Appian

Connected Claims

A comprehensive solution for streamlining and automating the insurance claims process, providing a 360-degree view of each claim.

Appian Connected Claims is a comprehensive solution designed to optimize the insurance claims process. It provides insurers with tools to streamline and automate claims handling, increasing straight-through processing rates. The platform offers a 360-degree view of each claim through an actionable dashboard, unifying data from various sources including claim systems, policy systems, and third-party applications. This holistic approach enables more efficient claims management and improved decision-making.
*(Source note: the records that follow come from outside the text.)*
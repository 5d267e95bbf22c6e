use std::sync::{Mutex, PoisonError};

use async_trait::async_trait;

use crate::error::Result;

/// Destination of "copy result". Hosts bridge this to the system clipboard.
#[async_trait]
pub trait Clipboard: Send + Sync {
    async fn write_text(&self, text: &str) -> Result<()>;
}

/// Keeps the last copied text in memory, for headless hosts.
#[derive(Debug, Default)]
pub struct MemoryClipboard {
    contents: Mutex<Option<String>>,
}

impl MemoryClipboard {
    pub fn new() -> Self { Self::default() }

    pub fn contents(&self) -> Option<String> {
        self.contents.lock().unwrap_or_else(PoisonError::into_inner).clone()
    }
}

#[async_trait]
impl Clipboard for MemoryClipboard {
    async fn write_text(&self, text: &str) -> Result<()> {
        *self.contents.lock().unwrap_or_else(PoisonError::into_inner) = Some(text.to_string());
        Ok(())
    }
}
The solution includes modules for customer service, claim operations and settlement, and fraud case management, providing a complete toolkit for modern claims handling.

Feature List

  • End-to-end claims lifecycle management
  • Automated claims triage and routing
  • Real-time claims status tracking
  • Fraud detection and prevention
  • Document management and storage
  • Integration with third-party data providers
  • Analytics and reporting dashboard

Use Case Scenarios

  • An insurer can automate first notice of loss intake, reducing claim processing time by up to 60%.
  • A claims adjuster can leverage AI-powered triage to prioritize high-value claims for immediate attention.
  • A TPA can provide real-time claim status updates to policyholders through a self-service portal.

Functionality Overview

Appian Connected Claims functions as a comprehensive claims management system. It begins by ingesting claim data from various sources, creating a unified view of each claim. The system then applies predefined rules to automate straightforward claims and route complex ones to appropriate handlers. Throughout the claims lifecycle, it provides real-time updates, facilitates communication between all parties, and maintains a complete audit trail. The fraud detection module continuously analyzes claims data to flag suspicious activities. The platform's analytics capabilities provide insights into claims trends and operational efficiency, enabling ongoing process improvement.